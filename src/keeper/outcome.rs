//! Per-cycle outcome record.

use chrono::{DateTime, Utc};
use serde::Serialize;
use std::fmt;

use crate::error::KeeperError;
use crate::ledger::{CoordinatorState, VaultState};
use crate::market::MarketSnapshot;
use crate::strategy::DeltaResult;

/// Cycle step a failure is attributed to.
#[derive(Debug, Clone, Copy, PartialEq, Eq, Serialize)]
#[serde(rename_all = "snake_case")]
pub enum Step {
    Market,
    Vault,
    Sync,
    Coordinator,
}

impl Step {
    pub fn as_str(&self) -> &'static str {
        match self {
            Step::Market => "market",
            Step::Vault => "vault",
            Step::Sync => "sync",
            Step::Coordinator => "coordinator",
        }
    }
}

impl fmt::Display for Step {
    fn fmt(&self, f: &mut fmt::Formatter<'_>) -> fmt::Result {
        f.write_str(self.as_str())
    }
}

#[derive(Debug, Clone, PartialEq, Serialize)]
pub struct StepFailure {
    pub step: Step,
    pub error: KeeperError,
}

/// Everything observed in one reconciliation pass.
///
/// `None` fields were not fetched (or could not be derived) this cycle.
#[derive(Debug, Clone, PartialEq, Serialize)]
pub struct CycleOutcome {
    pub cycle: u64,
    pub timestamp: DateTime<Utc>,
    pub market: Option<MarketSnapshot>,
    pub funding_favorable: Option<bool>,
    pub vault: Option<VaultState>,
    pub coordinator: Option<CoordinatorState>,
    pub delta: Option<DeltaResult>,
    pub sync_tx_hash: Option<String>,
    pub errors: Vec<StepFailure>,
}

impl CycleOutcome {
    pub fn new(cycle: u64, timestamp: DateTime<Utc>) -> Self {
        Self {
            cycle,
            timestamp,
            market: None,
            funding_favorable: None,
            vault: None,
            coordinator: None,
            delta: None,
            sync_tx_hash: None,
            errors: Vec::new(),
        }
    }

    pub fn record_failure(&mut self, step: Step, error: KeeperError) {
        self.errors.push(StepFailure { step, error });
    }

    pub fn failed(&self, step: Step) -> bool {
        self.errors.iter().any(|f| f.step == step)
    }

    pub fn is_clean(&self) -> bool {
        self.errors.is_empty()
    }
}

EXERCISE => The whole listing should be restated word for word.

EXPECTED ANSWER =>
filename src/keeper/outcome.rs
//! Per-cycle outcome record.

use chrono::{DateTime, Utc};
use serde::Serialize;
use std::fmt;

use crate::error::KeeperError;
use crate::ledger::{CoordinatorState, VaultState};
use crate::market::MarketSnapshot;
use crate::strategy::DeltaResult;

/// Cycle step a failure is attributed to.
#[derive(Debug, Clone, Copy, PartialEq, Eq, Serialize)]
#[serde(rename_all = "snake_case")]
pub enum Step {
    Market,
    Vault,
    Sync,
    Coordinator,
}

impl Step {
    pub fn as_str(&self) -> &'static str {
        match self {
            Step::Market => "market",
            Step::Vault => "vault",
            Step::Sync => "sync",
            Step::Coordinator => "coordinator",
        }
    }
}

impl fmt::Display for Step {
    fn fmt(&self, f: &mut fmt::Formatter<'_>) -> fmt::Result {
        f.write_str(self.as_str())
    }
}

#[derive(Debug, Clone, PartialEq, Serialize)]
pub struct StepFailure {
    pub step: Step,
    pub error: KeeperError,
}

/// Everything observed in one reconciliation pass.
///
/// `None` fields were not fetched (or could not be derived) this cycle.
#[derive(Debug, Clone, PartialEq, Serialize)]
pub struct CycleOutcome {
    pub cycle: u64,
    pub timestamp: DateTime<Utc>,
    pub market: Option<MarketSnapshot>,
    pub funding_favorable: Option<bool>,
    pub vault: Option<VaultState>,
    pub coordinator: Option<CoordinatorState>,
    pub delta: Option<DeltaResult>,
    pub sync_tx_hash: Option<String>,
    pub errors: Vec<StepFailure>,
}

impl CycleOutcome {
    pub fn new(cycle: u64, timestamp: DateTime<Utc>) -> Self {
        Self {
            cycle,
            timestamp,
            market: None,
            funding_favorable: None,
            vault: None,
            coordinator: None,
            delta: None,
            sync_tx_hash: None,
            errors: Vec::new(),
        }
    }

    pub fn record_failure(&mut self, step: Step, error: KeeperError) {
        self.errors.push(StepFailure { step, error });
    }

    pub fn failed(&self, step: Step) -> bool {
        self.errors.iter().any(|f| f.step == step)
    }

    pub fn is_clean(&self) -> bool {
        self.errors.is_empty()
    }
}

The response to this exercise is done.